### [Material for the task]
....
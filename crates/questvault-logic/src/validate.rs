//! Shape predicates for snapshot field recovery.
//!
//! The persisted snapshot is untrusted input: the store falls back to its
//! defaults for any field that fails these checks instead of surfacing an
//! error. Kept as pure predicates so the persistence layer and the headless
//! harness share one definition of "well-formed".

/// A usable stable identity key: non-empty after trimming.
pub fn valid_user_id(id: &str) -> bool {
    !id.trim().is_empty()
}

/// A displayable name: non-empty after trimming.
pub fn valid_display_name(name: &str) -> bool {
    !name.trim().is_empty()
}

/// A vault balance the store will accept: finite and non-negative.
pub fn valid_balance(balance: f64) -> bool {
    balance.is_finite() && balance >= 0.0
}

/// A map-progress value already inside the unit interval.
pub fn valid_unit_interval(p: f32) -> bool {
    p.is_finite() && (0.0..=1.0).contains(&p)
}

#[cfg(test)]
mod tests {
    use super::*;

    #[test]
    fn test_user_id() {
        assert!(valid_user_id("u1"));
        assert!(!valid_user_id(""));
        assert!(!valid_user_id("   "));
    }

    #[test]
    fn test_display_name() {
        assert!(valid_display_name("Demo Adventurer"));
        assert!(!valid_display_name("\t"));
    }

    #[test]
    fn test_balance() {
        assert!(valid_balance(0.0));
        assert!(valid_balance(2_450.0));
        assert!(!valid_balance(-1.0));
        assert!(!valid_balance(f64::NAN));
        assert!(!valid_balance(f64::INFINITY));
    }

    #[test]
    fn test_unit_interval() {
        assert!(valid_unit_interval(0.0));
        assert!(valid_unit_interval(0.35));
        assert!(valid_unit_interval(1.0));
        assert!(!valid_unit_interval(1.01));
        assert!(!valid_unit_interval(-0.01));
        assert!(!valid_unit_interval(f32::NAN));
    }
}
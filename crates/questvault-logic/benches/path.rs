use criterion::{black_box, criterion_group, criterion_main, Criterion};
use questvault_logic::path::PathCurve;

fn bench_pose(c: &mut Criterion) {
    let curve = PathCurve::adventure_default();

    c.bench_function("pose_mid_path", |b| b.iter(|| curve.pose(black_box(0.37))));

    c.bench_function("pose_frame_sweep", |b| {
        b.iter(|| {
            // A 60-frame sweep of the whole arc, the per-second render cost.
            for i in 0..60u32 {
                black_box(curve.pose(i as f32 / 59.0));
            }
        })
    });
}

criterion_group!(benches, bench_pose);
criterion_main!(benches);
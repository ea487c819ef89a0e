//! One-shot timers on the store's cooperative clock.
//!
//! The core never blocks or spawns threads; deferred work is a deadline
//! checked from `AppStore::tick`, the same run-to-completion model the rest
//! of the store uses.

/// A re-armable one-shot deadline.
///
/// Arming while already armed REPLACES the pending deadline and bumps the
/// generation counter, so a reset scheduled by an earlier trigger can never
/// fire early against a later one — only the latest arm matters.
#[derive(Debug, Clone, Copy, Default)]
pub struct PulseTimer {
    deadline_ms: Option<u64>,
    generation: u64,
}

impl PulseTimer {
    pub fn new() -> Self {
        Self::default()
    }

    /// Schedule (or reschedule) the deadline at `now_ms + duration_ms`.
    /// Returns the new generation.
    pub fn arm(&mut self, now_ms: u64, duration_ms: u64) -> u64 {
        self.generation += 1;
        self.deadline_ms = Some(now_ms.saturating_add(duration_ms));
        self.generation
    }

    /// True exactly once, on the first poll at or past the deadline;
    /// disarms itself when it fires.
    pub fn poll(&mut self, now_ms: u64) -> bool {
        match self.deadline_ms {
            Some(deadline) if now_ms >= deadline => {
                self.deadline_ms = None;
                true
            }
            _ => false,
        }
    }

    pub fn is_armed(&self) -> bool {
        self.deadline_ms.is_some()
    }

    pub fn generation(&self) -> u64 {
        self.generation
    }
}

#[cfg(test)]
mod tests {
    use super::*;

    #[test]
    fn test_fires_once_at_deadline() {
        let mut timer = PulseTimer::new();
        timer.arm(0, 2_000);

        assert!(!timer.poll(1_999));
        assert!(timer.poll(2_000));
        assert!(!timer.is_armed());
        assert!(!timer.poll(5_000));
    }

    #[test]
    fn test_rearm_replaces_deadline() {
        let mut timer = PulseTimer::new();
        timer.arm(0, 2_000);
        timer.arm(1_500, 2_000);

        // The first deadline (2 000) no longer exists.
        assert!(!timer.poll(2_000));
        assert!(!timer.poll(3_499));
        assert!(timer.poll(3_500));
    }

    #[test]
    fn test_generation_increases_per_arm() {
        let mut timer = PulseTimer::new();
        let g1 = timer.arm(0, 10);
        let g2 = timer.arm(1, 10);
        assert!(g2 > g1);
        assert_eq!(timer.generation(), g2);
    }

    #[test]
    fn test_unarmed_never_fires() {
        let mut timer = PulseTimer::new();
        assert!(!timer.poll(u64::MAX));
    }
}
//! Pure progression and path math for QuestVault.
//!
//! This crate contains the logic that is independent of the state container
//! and of any rendering or storage runtime. Functions take plain data and
//! return results, making them unit-testable and portable across the session
//! store, headless harnesses, and any future renderer.
//!
//! # Module Overview
//!
//! | Module | Purpose |
//! |--------|---------|
//! | [`path`] | Centripetal Catmull-Rom curve mapping progress to a pose |
//! | [`progress`] | Unit-interval clamping, completion steps, goal ratios |
//! | [`validate`] | Shape predicates for snapshot field recovery |
//! | [`vec3`] | Minimal 3D vector used by the path curve |

pub mod path;
pub mod progress;
pub mod validate;
pub mod vec3;
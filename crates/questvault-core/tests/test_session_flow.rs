//! End-to-end session flow: configure, seed, play, persist, restart.

use questvault_core::config::SessionConfig;
use questvault_core::identity::{sync_profile, DemoIdentity, IdentityProvider};
use questvault_core::persistence::{load_snapshot, save_snapshot, MemorySink};
use questvault_core::store::AppStore;

fn demo_config() -> SessionConfig {
    SessionConfig {
        demo_mode: true,
        ..SessionConfig::default()
    }
}

#[test]
fn test_full_session_round_trip() {
    // Session one: log in, play, and persist through the sink.
    let sink = MemorySink::new();
    let mut store = AppStore::new(demo_config());
    store.set_sink(Box::new(sink.clone()));
    store.initialize_demo_data();

    let identity = DemoIdentity::new();
    sync_profile(&mut store, &identity);

    store.complete_quest("1");
    store.trigger_coin_burst();
    store.set_balance(2_475.0);
    store.tick(2_000); // burst resets, session keeps running

    assert_eq!(store.completed_quest_count(), 1);
    assert!(!store.show_coin_burst());
    let expected_progress = store.map_progress();

    // The environment writes the sink's last snapshot to durable storage.
    let mut disk = Vec::new();
    save_snapshot(&mut disk, &sink.last().expect("sink saw mutations")).expect("save");

    // Session two: a fresh process restores the snapshot over defaults.
    let config = demo_config();
    let restored = load_snapshot(&disk[..], config.default_snapshot()).expect("load");
    let mut next = AppStore::new(config);
    next.restore(restored);

    assert!(next.demo_mode());
    assert_eq!(next.map_progress(), expected_progress);
    assert_eq!(next.balance(), 2_475.0);
    assert_eq!(next.profile().expect("profile survives").user_id, "demo-user");

    // Quests, guilds, and animation flags start over from code defaults.
    assert!(next.quests().is_empty());
    assert!(next.guilds().is_empty());
    assert!(!next.show_coin_burst());

    // Reseeding brings back the fixed catalog, with the completion gone.
    next.initialize_demo_data();
    assert_eq!(next.quests().len(), 3);
    assert_eq!(next.completed_quest_count(), 0);
}

#[test]
fn test_logout_clears_persisted_profile() {
    let sink = MemorySink::new();
    let mut store = AppStore::new(demo_config());
    store.set_sink(Box::new(sink.clone()));

    let mut identity = DemoIdentity::new();
    sync_profile(&mut store, &identity);
    assert!(sink.last().unwrap().profile.is_some());

    identity.logout().unwrap();
    sync_profile(&mut store, &identity);
    assert!(sink.last().unwrap().profile.is_none());
}

#[test]
fn test_corrupt_disk_state_still_boots() {
    let config = demo_config();
    let garbage: &[u8] = b"{\"mapProgress\":\"treasure\",\"balance\":-3,\"profile\":{}}";
    let restored = load_snapshot(garbage, config.default_snapshot()).expect("load never fails on content");

    let mut store = AppStore::new(config);
    store.restore(restored);

    assert_eq!(store.map_progress(), 0.35);
    assert_eq!(store.balance(), 2_450.0);
    assert!(store.profile().is_none());
}
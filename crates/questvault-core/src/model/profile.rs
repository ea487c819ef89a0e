//! User identity as supplied by the login integration.

use questvault_logic::validate;
use serde::{Deserialize, Serialize};

/// Identity of the current user. The core never creates one of these on its
/// own — the identity capability hands it over after login (real or demo),
/// and the store merely keeps it.
#[derive(Debug, Clone, PartialEq, Serialize, Deserialize)]
#[serde(rename_all = "camelCase")]
pub struct Profile {
    /// Stable, unique user key from the identity platform.
    pub user_id: String,
    pub display_name: String,
    #[serde(skip_serializing_if = "Option::is_none")]
    pub picture_url: Option<String>,
    #[serde(skip_serializing_if = "Option::is_none")]
    pub status_message: Option<String>,
}

impl Profile {
    pub fn new(user_id: impl Into<String>, display_name: impl Into<String>) -> Self {
        Self {
            user_id: user_id.into(),
            display_name: display_name.into(),
            picture_url: None,
            status_message: None,
        }
    }

    pub fn with_picture(mut self, url: impl Into<String>) -> Self {
        self.picture_url = Some(url.into());
        self
    }

    pub fn with_status(mut self, message: impl Into<String>) -> Self {
        self.status_message = Some(message.into());
        self
    }

    /// Shape check used when restoring a persisted snapshot.
    pub fn is_valid(&self) -> bool {
        validate::valid_user_id(&self.user_id) && validate::valid_display_name(&self.display_name)
    }
}

#[cfg(test)]
mod tests {
    use super::*;

    #[test]
    fn test_builders() {
        let profile = Profile::new("u1", "Alice")
            .with_picture("https://example.com/a.png")
            .with_status("saving up");
        assert_eq!(profile.user_id, "u1");
        assert_eq!(profile.picture_url.as_deref(), Some("https://example.com/a.png"));
        assert_eq!(profile.status_message.as_deref(), Some("saving up"));
    }

    #[test]
    fn test_validity() {
        assert!(Profile::new("u1", "Alice").is_valid());
        assert!(!Profile::new("", "Alice").is_valid());
        assert!(!Profile::new("u1", "  ").is_valid());
    }

    #[test]
    fn test_camel_case_wire_format() {
        let json = serde_json::to_string(&Profile::new("u1", "Alice")).unwrap();
        assert!(json.contains("\"userId\""));
        assert!(json.contains("\"displayName\""));
        // Optional fields stay off the wire when unset.
        assert!(!json.contains("pictureUrl"));
    }
}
....
### [Work required]
Return all lines in the entries above that carry the word "SessionConfig".

### [Expected output]
use questvault_core::config::SessionConfig;
fn demo_config() -> SessionConfig {
    SessionConfig {
        ..SessionConfig::default()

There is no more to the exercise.